Here's a cudf only repro:
import cudf
from cudf.io.parquet import ParquetWriter
cont_names = ["I" + str(x) for x in range(1, 14)]
cat_names = ["C" + str(x) for x in range(1, 27)]
cols = ["label"] + cont_names + cat_names
df = cudf.read_csv("day_0", sep="\t", names=cols, byte_range=(0, 840000000))
df = df.drop(columns=cont_names)
writer = ParquetWriter("/tmp/baremetal_out_0.parquet")
writer.write_table(df)
Also, I added a device synchronize after each call in init_page_fragments, gather_fragment_statistics,
build_chunk_dictionaries and now it seems to reliably break after BuildChunkDictionaries
I've been able to fix this and also have an idea why this fix works but finding it hard to confirm.
The fix is adding a __syncthreads() after this https://github.com/rapidsai/cudf/blob/4c9efa37a88b3beea9bbb9d459507200ba1e44d8/cpp/src/io/parquet/page_enc.cu#L185-L194
And I think this was broken because the value in scratch_red used in nz_pos += s->scratch_red[(t - 32) >> 5] is written by the previous warp which may reach https://github.com/rapidsai/cudf/blob/4c9efa37a88b3beea9bbb9d459507200ba1e44d8/cpp/src/io/parquet/page_enc.cu#L169-L172 in the next iteration of the loop before this one does.
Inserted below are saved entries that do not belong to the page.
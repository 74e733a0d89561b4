//! Search terms per arXiv discipline used by the daily crawl.

pub const KEYWORDS_BY_DISCIPLINE: &[(&str, &[&str])] = &[
    (
        "Computer Science",
        &[
            "artificial intelligence", "machine learning", "deep learning",
            "reinforcement learning", "robotics", "self-driving", "programming language",
            "large language model", "LLM", "natural language processing", "NLP",
            "computer vision", "data mining", "big data", "supervised learning",
            "unsupervised learning", "semi-supervised learning", "meta-learning",
            "explainable AI", "privacy", "federated learning", "digital twin",
            "edge computing", "IoT", "blockchain", "security", "cryptography",
            "quantum computing", "database", "operating system", "knowledge graph",
            "recommender system", "anomaly detection", "simulation", "numerical analysis",
            "optimization", "graph neural network", "GNN",
        ],
    ),
    (
        "Economics",
        &[
            "economics", "public policy", "financial modeling", "algorithmic trading",
            "development studies", "behavioral economics", "game theory", "market design",
            "environmental economics", "health economics", "labor economics",
        ],
    ),
    (
        "Electrical Engineering and Systems Science",
        &[
            "signal processing", "control systems", "embedded systems",
            "wireless communication", "information theory", "circuit design",
            "semiconductor", "analog electronics", "digital electronics", "power systems",
            "smart grid", "electromagnetic field", "sensor networks", "autonomous systems",
            "cyber-physical systems", "renewable energy", "audio and speech processing",
            "image and video processing", "energy harvesting", "vehicular networks", "AIoT",
            "neuromorphic computing", "mixed-signal systems", "power electronics", "5G", "6G",
            "low-power design",
        ],
    ),
    (
        "Mathematics",
        &[
            "graph theory", "algebra", "topology", "geometry", "probability", "statistics",
            "algebraic geometry", "analysis of PDEs", "combinatorics", "mathematics",
            "number theory", "differential equations", "functional analysis",
            "discrete mathematics", "mathematical modeling",
        ],
    ),
    (
        "Physics",
        &[
            "astrophysics", "cosmology", "medical", "plasma", "space", "gravitational wave",
            "dark matter", "nuclear", "ocean", "biological", "microorganisms", "virology",
            "chemical", "solid", "Newtonian", "exoplanet", "galaxy", "condensed matter",
            "nanomaterials", "materials science", "meteorology", "geophysics",
            "climate change", "energy", "solar", "earth", "mesoscale", "nanoscale",
            "statistical mechanics", "electron", "superconductivity",
        ],
    ),
    (
        "Quantitative Biology",
        &[
            "bioinformatics", "genomics", "proteomics", "metabolomics", "gene therapy",
            "epidemiology", "systems biology", "computational biology",
            "single-cell analysis", "CRISPR", "population genetics",
            "computational neuroscience", "molecular dynamics",
        ],
    ),
    (
        "Quantitative Finance",
        &[
            "risk management", "quantitative analysis", "time series", "stochastic modeling",
            "derivatives pricing", "portfolio optimization", "market microstructure",
            "volatility modeling", "option pricing",
        ],
    ),
    (
        "Statistics",
        &[
            "statistical inference", "causal inference", "Bayesian statistics",
            "Monte Carlo simulation", "hierarchical modeling", "survival analysis",
            "methodology",
        ],
    ),
];

/// Every keyword once, in discipline order. Matching ignores ASCII case.
pub fn all_keywords() -> Vec<String> {
    let mut keywords: Vec<String> = Vec::new();
    for (_, terms) in KEYWORDS_BY_DISCIPLINE {
        for term in *terms {
            if !keywords.iter().any(|k| k.eq_ignore_ascii_case(term)) {
                keywords.push(term.to_string());
            }
        }
    }
    keywords
}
I just don't know how to test this.
Yup, that makes sense, there should be a __syncthreads() before the next iteration of the loop. There was a similar issue in deflate with the race condition involving two points quite far apart ~ for some reason, the error tends to show up on Maxwell/Pascal but much less often on Turing/Volta (presumably longer mem latencies)
I just don't know how to test this.
If you were able to build a minimal reproducer that triggers sometimes on Pascal / Maxwell then it's worth adding it as a test that someone can run on a loop for example.
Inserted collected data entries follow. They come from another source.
//! AI summary generator, the batch job that fills `thesis.ai_summary`.
//!
//! Each pending paper is analysed, validated through `parse::parse_ai_summary`
//! and saved on its own, so progress survives a crash mid-run. A paper whose
//! reply is unusable keeps a NULL summary and is picked up again next run.

use std::sync::Arc;

use serde::Serialize;
use thiserror::Error;
use tracing::{error, info, warn};

use crate::errors::AppError;
use crate::llm_client::prompts::{JSON_ONLY_SYSTEM, SUMMARY_TEMPERATURE};
use crate::llm_client::{ChatModel, LlmError};
use crate::models::paper::PendingPaper;
use crate::store::SummaryStore;

pub mod archive;
pub mod parse;
pub mod prompts;

use archive::SummaryArchive;
use parse::{parse_ai_summary, MalformedSummary};

#[derive(Debug, Default, Clone, Copy, PartialEq, Eq, Serialize)]
pub struct SummaryReport {
    pub total: usize,
    pub succeeded: usize,
    pub failed: usize,
}

#[derive(Debug, Error)]
enum SummaryFailure {
    #[error("LLM call failed: {0}")]
    Llm(#[from] LlmError),

    #[error("malformed LLM output: {0}")]
    Malformed(#[from] MalformedSummary),

    #[error("could not save summary: {0}")]
    Store(#[from] AppError),
}

pub struct SummaryGenerator {
    store: Arc<dyn SummaryStore>,
    model: Arc<dyn ChatModel>,
    archive: Option<Arc<dyn SummaryArchive>>,
}

impl SummaryGenerator {
    pub fn new(
        store: Arc<dyn SummaryStore>,
        model: Arc<dyn ChatModel>,
        archive: Option<Arc<dyn SummaryArchive>>,
    ) -> Self {
        Self {
            store,
            model,
            archive,
        }
    }

    /// Processes every pending paper sequentially. Never fails; problems are
    /// logged and counted in the report.
    pub async fn run(&self) -> SummaryReport {
        let pending = match self.store.papers_pending_summary().await {
            Ok(pending) => pending,
            Err(e) => {
                error!(error = %e, "could not load papers pending summary");
                return SummaryReport::default();
            }
        };

        let mut report = SummaryReport {
            total: pending.len(),
            ..SummaryReport::default()
        };
        info!(total = report.total, "AI summary run started");

        for (idx, paper) in pending.iter().enumerate() {
            info!(
                paper_id = paper.id,
                arxiv_id = %paper.arxiv_id,
                "summarizing ({}/{})",
                idx + 1,
                report.total
            );
            match self.summarize(paper).await {
                Ok(()) => report.succeeded += 1,
                Err(e) => {
                    warn!(paper_id = paper.id, arxiv_id = %paper.arxiv_id, error = %e, "skipping paper");
                    report.failed += 1;
                }
            }
        }

        info!(
            total = report.total,
            succeeded = report.succeeded,
            failed = report.failed,
            "AI summary run finished"
        );
        report
    }

    async fn summarize(&self, paper: &PendingPaper) -> Result<(), SummaryFailure> {
        let prompt = prompts::build_summary_prompt(&paper.summary);
        let reply = self
            .model
            .complete(JSON_ONLY_SYSTEM, &prompt, SUMMARY_TEMPERATURE)
            .await?;

        let summary = parse_ai_summary(&reply)?;
        self.store.save_ai_summary(paper.id, &summary).await?;

        if let Some(archive) = &self.archive {
            if let Err(e) = archive.archive(&paper.arxiv_id, &summary).await {
                warn!(paper_id = paper.id, error = %e, "summary saved but archiving failed");
            }
        }

        Ok(())
    }
}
If we don't have a minimal reproducer I'd say we just check in a fix without a test and move on.
If you were able to build a minimal reproducer that triggers sometimes on Pascal / Maxwell then it's worth adding it as a test that someone can run on a loop for example.
I have a minimal reproducer that depends upon this 47GB file (well, actually only the beginning 800MB is enough to trigger this). Plus, tests are supposed to not take too long to run. This will take as long to run as a typical benchmark does.
I just don't know how to test this.
I mean that I don't have concrete evidence that the fix I suggest will definitely fix this bug, because I couldn't print dict_index data and compare it with and without __syncthreads(). There's too much data to print. I just have a strong suspicion and I do believe that there should be a __syncthreads() between the two code blocks regardless of this bug.
Is there anything sensitive / non-public in the data? One of the things we've done from the Python side at least is have tests that only run if the file is found and skip otherwise. We could take that approach for this file along with adding a comment with a link to download the data, so that if someone wants / needs to reproduce it down the line they can.